Electing an assassin-in-chief, no matter who you vote for, is worse. Pretending that the Church of St. Drone offers any kind of reasonable or even practical solutions on this planet of ours, is worse yet. And even worse, once such a process begins, it’s bound to be downhill all the way. As we learned last week, again in the Times, we not only have an assassin-in-chief in the Oval Office, but a cyberwarrior, perfectly willing to release a new form of weaponry, the most sophisticated computer “worm” ever developed, against another country with which we are not at war.
This represents a breathtaking kind of rashness, especially from the leader of a country that, perhaps more than any other, is dependent on computer systems, opening the U.S. to potentially debilitating kinds of future blowback. Once again, as with drones, the White House is setting the global rules of the road for every country (and group) able to get its hands on such weaponry and it’s hit the highway at 140 miles per hour without a cop in sight.

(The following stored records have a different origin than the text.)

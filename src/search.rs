use async_trait::async_trait;
use chrono::{DateTime, Utc};
use reqwest::header::{HeaderMap, ACCEPT, AUTHORIZATION};
use reqwest::{Client, StatusCode};
use serde_json::Value;
use tracing::{debug, warn};

use crate::config::{SearchConfig, SearchSettings, ACCEPT_HEADER};
use crate::error::{Result, RouletteError};
use crate::models::{RepositoryItem, SearchResponse};

/// A fully built search request, independent of the HTTP client.
#[derive(Debug, Clone, PartialEq, Eq)]
pub struct SearchRequest {
    pub url: String,
    pub page: u32,
    pub query: Vec<(&'static str, String)>,
    pub authorization: String,
    pub accept: &'static str,
}

impl SearchRequest {
    /// Build the request for `page` from a run's configuration.
    pub fn new(config: &SearchConfig, page: u32) -> Self {
        SearchRequest {
            url: config.settings.api_url.clone(),
            page,
            query: config.query(page),
            authorization: config.authorization(),
            accept: ACCEPT_HEADER,
        }
    }
}

/// Rate limit headers of a reply.
#[derive(Debug, Clone, Copy, PartialEq, Eq)]
pub struct RateLimit {
    pub remaining: u32,
    pub limit: u32,
    pub reset: Option<DateTime<Utc>>,
}

impl RateLimit {
    /// Read the rate limit headers. `None` when the reply carries no
    /// `X-RateLimit-Remaining` header.
    pub fn from_headers(headers: &HeaderMap) -> Option<Self> {
        let remaining = header_value::<u32>(headers, "X-RateLimit-Remaining")?;
        let limit = header_value::<u32>(headers, "X-RateLimit-Limit").unwrap_or(0);
        let reset = header_value::<i64>(headers, "X-RateLimit-Reset")
            .and_then(|timestamp| DateTime::from_timestamp(timestamp, 0));

        Some(RateLimit {
            remaining,
            limit,
            reset,
        })
    }

    /// True when no requests are left until the reset time.
    pub fn is_exhausted(&self) -> bool {
        self.remaining == 0
    }
}

/// Parse a header value, ignoring headers that are absent or malformed.
fn header_value<T: std::str::FromStr>(headers: &HeaderMap, name: &str) -> Option<T> {
    headers
        .get(name)
        .and_then(|h| h.to_str().ok())
        .and_then(|s| s.parse::<T>().ok())
}

/// Status, rate limit and raw body of a search reply.
#[derive(Debug, Clone)]
pub struct SearchReply {
    pub status: StatusCode,
    pub rate_limit: Option<RateLimit>,
    pub body: String,
}

/// Sends one search request.
#[async_trait]
pub trait SearchTransport: Send + Sync {
    /// Send the request and return the raw reply. Only failures to get a
    /// reply at all are errors; status codes are left to the caller.
    async fn send(&self, request: &SearchRequest) -> Result<SearchReply>;
}

/// Transport backed by a reqwest client.
pub struct ReqwestTransport {
    client: Client,
}

impl ReqwestTransport {
    /// Create the HTTP client with the configured user agent and timeout.
    pub fn new(settings: &SearchSettings) -> Result<Self> {
        let client = Client::builder()
            .user_agent(settings.user_agent.as_str())
            .timeout(settings.timeout)
            .build()
            .map_err(|e| RouletteError::Unknown(format!("could not build HTTP client: {}", e)))?;

        Ok(ReqwestTransport { client })
    }
}

#[async_trait]
impl SearchTransport for ReqwestTransport {
    async fn send(&self, request: &SearchRequest) -> Result<SearchReply> {
        let response = self
            .client
            .get(&request.url)
            .query(&request.query)
            .header(ACCEPT, request.accept)
            .header(AUTHORIZATION, &request.authorization)
            .send()
            .await?;

        // Keep the body even for error statuses, it carries GitHub's message
        let status = response.status();
        let rate_limit = RateLimit::from_headers(response.headers());
        let body = response.text().await?;

        Ok(SearchReply {
            status,
            rate_limit,
            body,
        })
    }
}

/// Fetch one page of search results.
pub async fn fetch_repositories<T>(
    transport: &T,
    config: &SearchConfig,
    page: u32,
) -> Result<Vec<RepositoryItem>>
where
    T: SearchTransport + ?Sized,
{
    let request = SearchRequest::new(config, page);
    debug!("Requesting {} page {}", request.url, page);

    let reply = transport.send(&request).await?;

    // Log rate limit status
    if let Some(rate_limit) = reply.rate_limit {
        debug!(
            "Rate limit: {}/{} remaining",
            rate_limit.remaining, rate_limit.limit
        );
    }

    if !reply.status.is_success() {
        warn!("Search request failed with status {}", reply.status);
        return Err(RouletteError::Status {
            status: reply.status,
            detail: status_detail(&reply),
        });
    }

    parse_items(&reply.body)
}

/// Extra context for a failed status: GitHub's message and the rate limit reset.
fn status_detail(reply: &SearchReply) -> String {
    let mut detail = String::new();

    if let Some(message) = serde_json::from_str::<Value>(&reply.body)
        .ok()
        .as_ref()
        .and_then(api_message)
    {
        detail.push_str(&format!(" ({})", message));
    }

    if let Some(rate_limit) = reply.rate_limit.filter(RateLimit::is_exhausted) {
        match rate_limit.reset {
            Some(reset) => detail.push_str(&format!(
                "; rate limit exhausted, resets at {}",
                reset.format("%Y-%m-%d %H:%M:%S UTC")
            )),
            None => detail.push_str("; rate limit exhausted"),
        }
    }

    detail
}

/// The `message` field GitHub puts in error bodies.
fn api_message(json: &Value) -> Option<String> {
    json.get("message")
        .and_then(|v| v.as_str())
        .map(|s| s.to_string())
}

/// Extract the result items from a search response body.
pub fn parse_items(body: &str) -> Result<Vec<RepositoryItem>> {
    let json: Value = serde_json::from_str(body)
        .map_err(|e| RouletteError::DataShape(format!("body is not valid JSON: {}", e)))?;

    // Error and rate limit bodies have no items
    if json.get("items").is_none() {
        let reason = match api_message(&json) {
            Some(message) => format!("'items' field is missing (GitHub said: {})", message),
            None => "'items' field is missing".to_string(),
        };
        return Err(RouletteError::DataShape(reason));
    }

    let response: SearchResponse = serde_json::from_value(json)
        .map_err(|e| RouletteError::DataShape(format!("malformed 'items': {}", e)))?;

    debug!("Received {} repositories", response.items.len());
    Ok(response.items)
}

#[cfg(test)]
mod tests {
    use super::*;
    use reqwest::header::HeaderValue;

    #[test]
    fn parses_items_and_ignores_extra_fields() {
        let body = r#"{"total_count":1,"items":[{"name":"foo","full_name":"o/foo","html_url":"https://x/foo","stargazers_count":42}]}"#;
        let items = parse_items(body).unwrap();
        assert_eq!(
            items,
            vec![RepositoryItem {
                name: "foo".to_string(),
                html_url: "https://x/foo".to_string(),
                stargazers_count: 42,
            }]
        );
    }

    #[test]
    fn empty_items_is_not_a_shape_error() {
        assert!(parse_items(r#"{"items":[]}"#).unwrap().is_empty());
    }

    #[test]
    fn missing_items_reports_github_message() {
        let err = parse_items(r#"{"message":"API rate limit exceeded"}"#).unwrap_err();
        assert!(matches!(err, RouletteError::DataShape(_)));
        assert!(err.to_string().contains("API rate limit exceeded"));
    }

    #[test]
    fn invalid_json_is_a_shape_error() {
        let err = parse_items("<html>").unwrap_err();
        assert!(matches!(err, RouletteError::DataShape(_)));
    }

    #[test]
    fn item_without_stars_is_a_shape_error() {
        let err = parse_items(r#"{"items":[{"name":"foo","html_url":"u"}]}"#).unwrap_err();
        assert!(matches!(err, RouletteError::DataShape(_)));
    }

    #[test]
    fn rate_limit_reads_headers() {
        let mut headers = HeaderMap::new();
        headers.insert("X-RateLimit-Remaining", HeaderValue::from_static("0"));
        headers.insert("X-RateLimit-Limit", HeaderValue::from_static("30"));
        headers.insert("X-RateLimit-Reset", HeaderValue::from_static("1700000000"));

        let rate_limit = RateLimit::from_headers(&headers).unwrap();
        assert_eq!(rate_limit.remaining, 0);
        assert_eq!(rate_limit.limit, 30);
        assert_eq!(rate_limit.reset.map(|r| r.timestamp()), Some(1_700_000_000));
        assert!(rate_limit.is_exhausted());
    }

    #[test]
    fn rate_limit_absent_without_remaining_header() {
        assert!(RateLimit::from_headers(&HeaderMap::new()).is_none());
    }

    #[test]
    fn status_detail_mentions_reset_time() {
        let reply = SearchReply {
            status: StatusCode::FORBIDDEN,
            rate_limit: Some(RateLimit {
                remaining: 0,
                limit: 30,
                reset: DateTime::from_timestamp(0, 0),
            }),
            body: r#"{"message":"API rate limit exceeded"}"#.to_string(),
        };
        assert_eq!(
            status_detail(&reply),
            " (API rate limit exceeded); rate limit exhausted, resets at 1970-01-01 00:00:00 UTC"
        );
    }
}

James Madison, Thomas Jefferson, George Washington, and the rest of them knew war, and yet were not acolytes of the eighteenth century equivalents of St. Drone, nor of presidents who might be left free to choose to turn the world into a killing zone. They knew at least as well as anyone in our national security state today that the world is always a dangerous place — and that that’s no excuse for investing war powers in a single individual. They didn’t think that a state of permanent war, a state of permanent killing, or a president free to plunge Americans into such states was a reasonable way for their new republic to go. To them, it was by far the more dangerous way to exist in our world.
The founding fathers would surely have chosen republican democracy over safety. They would never have believed that a man surrounded by advisors and lawyers, left to his own devices, could protect them from what truly mattered. They tried to guard against it. Now, we have a government and a presidency dedicated to it, no matter who is elected in November.”
Fraudulent derivatives and drone assassinations both promise spectacular rewards with zero negative consequences. Such promises are delusional. In time, the consequences of both the most rapacious plundering of global wealth ever conceived and the imperial delivery of remote controlled death to groups and individuals through a decision making process that is entirely extralegal will express themselves with a vengeance. The term “blowback” will not be equal to the task of describing the chaos unleashed by both ugly faces of our Predator Nation.